**** Data for the task ****

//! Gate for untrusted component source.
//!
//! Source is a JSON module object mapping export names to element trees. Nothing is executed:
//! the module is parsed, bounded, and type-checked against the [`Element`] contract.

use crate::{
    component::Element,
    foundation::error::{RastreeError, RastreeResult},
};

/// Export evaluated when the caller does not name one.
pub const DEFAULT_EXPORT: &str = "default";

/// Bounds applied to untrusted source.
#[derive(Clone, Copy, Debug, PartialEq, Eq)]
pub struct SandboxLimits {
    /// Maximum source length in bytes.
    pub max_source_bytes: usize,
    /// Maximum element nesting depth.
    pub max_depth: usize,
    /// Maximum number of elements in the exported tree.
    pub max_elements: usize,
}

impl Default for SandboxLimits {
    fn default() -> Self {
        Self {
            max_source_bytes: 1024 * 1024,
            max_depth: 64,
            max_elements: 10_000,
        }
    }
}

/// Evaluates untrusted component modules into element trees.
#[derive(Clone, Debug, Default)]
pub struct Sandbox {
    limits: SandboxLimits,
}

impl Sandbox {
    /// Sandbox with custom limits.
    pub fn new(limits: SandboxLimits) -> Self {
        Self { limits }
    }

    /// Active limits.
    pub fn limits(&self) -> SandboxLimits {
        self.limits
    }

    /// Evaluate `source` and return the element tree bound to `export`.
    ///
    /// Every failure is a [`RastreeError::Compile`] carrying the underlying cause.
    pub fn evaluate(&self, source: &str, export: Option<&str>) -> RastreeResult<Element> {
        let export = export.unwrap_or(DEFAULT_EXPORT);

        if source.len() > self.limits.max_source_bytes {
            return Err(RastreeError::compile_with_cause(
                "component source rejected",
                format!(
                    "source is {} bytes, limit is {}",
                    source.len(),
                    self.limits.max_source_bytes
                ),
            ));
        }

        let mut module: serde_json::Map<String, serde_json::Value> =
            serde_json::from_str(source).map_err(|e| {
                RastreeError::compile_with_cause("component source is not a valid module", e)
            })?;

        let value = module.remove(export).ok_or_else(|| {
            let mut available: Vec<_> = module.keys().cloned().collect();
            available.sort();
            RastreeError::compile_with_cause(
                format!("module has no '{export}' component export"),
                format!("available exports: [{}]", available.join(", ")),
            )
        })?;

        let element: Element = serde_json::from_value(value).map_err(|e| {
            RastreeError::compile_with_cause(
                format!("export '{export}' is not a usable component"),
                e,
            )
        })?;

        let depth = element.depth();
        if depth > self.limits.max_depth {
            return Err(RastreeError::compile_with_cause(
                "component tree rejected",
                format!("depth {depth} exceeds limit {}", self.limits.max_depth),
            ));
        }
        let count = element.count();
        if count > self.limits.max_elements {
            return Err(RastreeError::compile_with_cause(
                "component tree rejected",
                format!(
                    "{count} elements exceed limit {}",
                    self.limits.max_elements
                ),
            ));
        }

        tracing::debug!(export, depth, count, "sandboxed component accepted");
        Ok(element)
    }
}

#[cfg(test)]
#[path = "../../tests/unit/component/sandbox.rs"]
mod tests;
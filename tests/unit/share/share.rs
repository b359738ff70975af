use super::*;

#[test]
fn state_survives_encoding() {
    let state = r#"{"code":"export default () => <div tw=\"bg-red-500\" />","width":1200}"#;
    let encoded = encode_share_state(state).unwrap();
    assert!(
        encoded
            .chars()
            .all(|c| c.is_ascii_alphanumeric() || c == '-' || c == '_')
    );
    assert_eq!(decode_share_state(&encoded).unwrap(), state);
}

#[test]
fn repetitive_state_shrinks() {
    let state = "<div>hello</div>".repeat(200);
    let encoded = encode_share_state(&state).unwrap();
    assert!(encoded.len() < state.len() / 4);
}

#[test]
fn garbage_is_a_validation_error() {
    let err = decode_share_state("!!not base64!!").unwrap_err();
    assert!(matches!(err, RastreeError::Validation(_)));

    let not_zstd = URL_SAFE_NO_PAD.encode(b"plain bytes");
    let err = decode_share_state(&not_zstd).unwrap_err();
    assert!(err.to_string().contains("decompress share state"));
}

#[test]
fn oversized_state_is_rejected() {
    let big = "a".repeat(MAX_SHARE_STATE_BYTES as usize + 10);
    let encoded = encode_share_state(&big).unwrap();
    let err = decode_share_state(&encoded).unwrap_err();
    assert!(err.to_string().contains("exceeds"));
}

****

_Instructions to follow_
Restate the records above word for word, omitting nothing.

_Expected output_
//! Gate for untrusted component source.
//!
//! Source is a JSON module object mapping export names to element trees. Nothing is executed:
//! the module is parsed, bounded, and type-checked against the [`Element`] contract.

use crate::{
    component::Element,
    foundation::error::{RastreeError, RastreeResult},
};

/// Export evaluated when the caller does not name one.
pub const DEFAULT_EXPORT: &str = "default";

/// Bounds applied to untrusted source.
#[derive(Clone, Copy, Debug, PartialEq, Eq)]
pub struct SandboxLimits {
    /// Maximum source length in bytes.
    pub max_source_bytes: usize,
    /// Maximum element nesting depth.
    pub max_depth: usize,
    /// Maximum number of elements in the exported tree.
    pub max_elements: usize,
}

impl Default for SandboxLimits {
    fn default() -> Self {
        Self {
            max_source_bytes: 1024 * 1024,
            max_depth: 64,
            max_elements: 10_000,
        }
    }
}

/// Evaluates untrusted component modules into element trees.
#[derive(Clone, Debug, Default)]
pub struct Sandbox {
    limits: SandboxLimits,
}

impl Sandbox {
    /// Sandbox with custom limits.
    pub fn new(limits: SandboxLimits) -> Self {
        Self { limits }
    }

    /// Active limits.
    pub fn limits(&self) -> SandboxLimits {
        self.limits
    }

    /// Evaluate `source` and return the element tree bound to `export`.
    ///
    /// Every failure is a [`RastreeError::Compile`] carrying the underlying cause.
    pub fn evaluate(&self, source: &str, export: Option<&str>) -> RastreeResult<Element> {
        let export = export.unwrap_or(DEFAULT_EXPORT);

        if source.len() > self.limits.max_source_bytes {
            return Err(RastreeError::compile_with_cause(
                "component source rejected",
                format!(
                    "source is {} bytes, limit is {}",
                    source.len(),
                    self.limits.max_source_bytes
                ),
            ));
        }

        let mut module: serde_json::Map<String, serde_json::Value> =
            serde_json::from_str(source).map_err(|e| {
                RastreeError::compile_with_cause("component source is not a valid module", e)
            })?;

        let value = module.remove(export).ok_or_else(|| {
            let mut available: Vec<_> = module.keys().cloned().collect();
            available.sort();
            RastreeError::compile_with_cause(
                format!("module has no '{export}' component export"),
                format!("available exports: [{}]", available.join(", ")),
            )
        })?;

        let element: Element = serde_json::from_value(value).map_err(|e| {
            RastreeError::compile_with_cause(
                format!("export '{export}' is not a usable component"),
                e,
            )
        })?;

        let depth = element.depth();
        if depth > self.limits.max_depth {
            return Err(RastreeError::compile_with_cause(
                "component tree rejected",
                format!("depth {depth} exceeds limit {}", self.limits.max_depth),
            ));
        }
        let count = element.count();
        if count > self.limits.max_elements {
            return Err(RastreeError::compile_with_cause(
                "component tree rejected",
                format!(
                    "{count} elements exceed limit {}",
                    self.limits.max_elements
                ),
            ));
        }

        tracing::debug!(export, depth, count, "sandboxed component accepted");
        Ok(element)
    }
}

#[cfg(test)]
#[path = "../../tests/unit/component/sandbox.rs"]
mod tests;
filename tests/unit/share/share.rs
repository b359738ff70975af
use super::*;

#[test]
fn state_survives_encoding() {
    let state = r#"{"code":"export default () => <div tw=\"bg-red-500\" />","width":1200}"#;
    let encoded = encode_share_state(state).unwrap();
    assert!(
        encoded
            .chars()
            .all(|c| c.is_ascii_alphanumeric() || c == '-' || c == '_')
    );
    assert_eq!(decode_share_state(&encoded).unwrap(), state);
}

#[test]
fn repetitive_state_shrinks() {
    let state = "<div>hello</div>".repeat(200);
    let encoded = encode_share_state(&state).unwrap();
    assert!(encoded.len() < state.len() / 4);
}

#[test]
fn garbage_is_a_validation_error() {
    let err = decode_share_state("!!not base64!!").unwrap_err();
    assert!(matches!(err, RastreeError::Validation(_)));

    let not_zstd = URL_SAFE_NO_PAD.encode(b"plain bytes");
    let err = decode_share_state(&not_zstd).unwrap_err();
    assert!(err.to_string().contains("decompress share state"));
}

#[test]
fn oversized_state_is_rejected() {
    let big = "a".repeat(MAX_SHARE_STATE_BYTES as usize + 10);
    let encoded = encode_share_state(&big).unwrap();
    let err = decode_share_state(&encoded).unwrap_err();
    assert!(err.to_string().contains("exceeds"));
}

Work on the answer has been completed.